The drawback of this method is that I won’t get the full benefit of the dividends straight away. It’s only after I have built up my position that I’ll earn the same amount going forward as I would have done if I’d invested the lump sum upfront.

Yet the benefit of this is that it helps me with my cash flow. The other benefit is that I can purchase the same stock multiple times during the year. This allows me to average-in my purchase price. 

Rebalancing my existing portfolio

Another way that I can make passive income from stocks without having a lot of cash is to look at my existing portfolio. For example, my existing stock holdings via my ISA could include growth stocks. Typically, high-growth companies don’t pay out a very big dividend. Rather, the profits are reinvested into the company to support further growth.

What I could do is look to trim down my exposure to these stocks and sell some shares. The cash that this frees up could then be invested back in dividend-paying stocks. And if I keep all of this within the ISA, I won’t have to pay any capital gains tax from the sales.

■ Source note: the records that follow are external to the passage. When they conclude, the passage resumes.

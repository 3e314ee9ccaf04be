//! Parsing a cell choice typed at the prompt.

use derive_more::Display;
use tracing::instrument;

/// Why a typed cell choice was rejected.
///
/// Never surfaced to the player; the engine just asks again.
#[derive(Debug, Clone, PartialEq, Eq, Display)]
pub enum CellInputError {
    /// The line is not a string of digits.
    #[display("{:?} is not a cell number", _0)]
    NotANumber(String),

    /// The number does not name an open cell.
    #[display("cell {} is not open", _0)]
    NotOpen(u64),
}

impl std::error::Error for CellInputError {}

/// Parses one line of input into a linear cell index.
///
/// Surrounding whitespace is ignored. The rest must be ASCII digits naming
/// one of `open_cells`.
#[instrument]
pub fn parse_cell_choice(line: &str, open_cells: &[u8]) -> Result<u8, CellInputError> {
    let trimmed = line.trim();
    if trimmed.is_empty() || !trimmed.bytes().all(|b| b.is_ascii_digit()) {
        return Err(CellInputError::NotANumber(trimmed.to_string()));
    }

    // All digits, so the only parse failure left is overflow.
    let number: u64 = trimmed.parse().unwrap_or(u64::MAX);

    open_cells
        .iter()
        .copied()
        .find(|cell| u64::from(*cell) == number)
        .ok_or(CellInputError::NotOpen(number))
}

#[cfg(test)]
mod tests {
    use super::*;

    const ALL: [u8; 9] = [1, 2, 3, 4, 5, 6, 7, 8, 9];

    #[test]
    fn test_accepts_open_cell() {
        assert_eq!(parse_cell_choice("5", &ALL), Ok(5));
        assert_eq!(parse_cell_choice("7\n", &ALL), Ok(7));
        assert_eq!(parse_cell_choice(" 3 \r\n", &ALL), Ok(3));
    }

    #[test]
    fn test_leading_zeros_are_well_formed() {
        assert_eq!(parse_cell_choice("05", &ALL), Ok(5));
    }

    #[test]
    fn test_rejects_non_numeric() {
        assert_eq!(
            parse_cell_choice("x", &ALL),
            Err(CellInputError::NotANumber("x".to_string()))
        );
        assert!(parse_cell_choice("", &ALL).is_err());
        assert!(parse_cell_choice("-1", &ALL).is_err());
        assert!(parse_cell_choice("+1", &ALL).is_err());
        assert!(parse_cell_choice("4.0", &ALL).is_err());
        assert!(parse_cell_choice("1 2", &ALL).is_err());
    }

    #[test]
    fn test_rejects_out_of_range() {
        assert_eq!(parse_cell_choice("10", &ALL), Err(CellInputError::NotOpen(10)));
        assert_eq!(parse_cell_choice("0", &ALL), Err(CellInputError::NotOpen(0)));
        assert_eq!(
            parse_cell_choice("99999999999999999999999", &ALL),
            Err(CellInputError::NotOpen(u64::MAX))
        );
    }

    #[test]
    fn test_rejects_played_cell() {
        let open = [2, 3, 4, 6, 7, 8, 9];
        assert_eq!(parse_cell_choice("1", &open), Err(CellInputError::NotOpen(1)));
        assert_eq!(parse_cell_choice("5", &open), Err(CellInputError::NotOpen(5)));
        assert_eq!(parse_cell_choice("2", &open), Ok(2));
    }
}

This doesn’t change the overall value of my portfolio, but does allow me to start making passive income from stocks without having to put any more of my own cash in.

The risk with this is that it might be hard to choose which existing stocks to sell. I wouldn’t want to prematurely sell stocks for a loss. This might limit how much money I have to reinvest in dividend stocks if I’m sitting on losses already.

Staying flexible

Just because I might not have a large cash pile right now doesn’t mean that I’m unable to make something happen. By looking to invest smaller amounts and building positions over time, or by reallocating cash from existing investments, I can increase my passive income from stocks.

By doing this, I can enjoy the benefit of dividend income in the years to come.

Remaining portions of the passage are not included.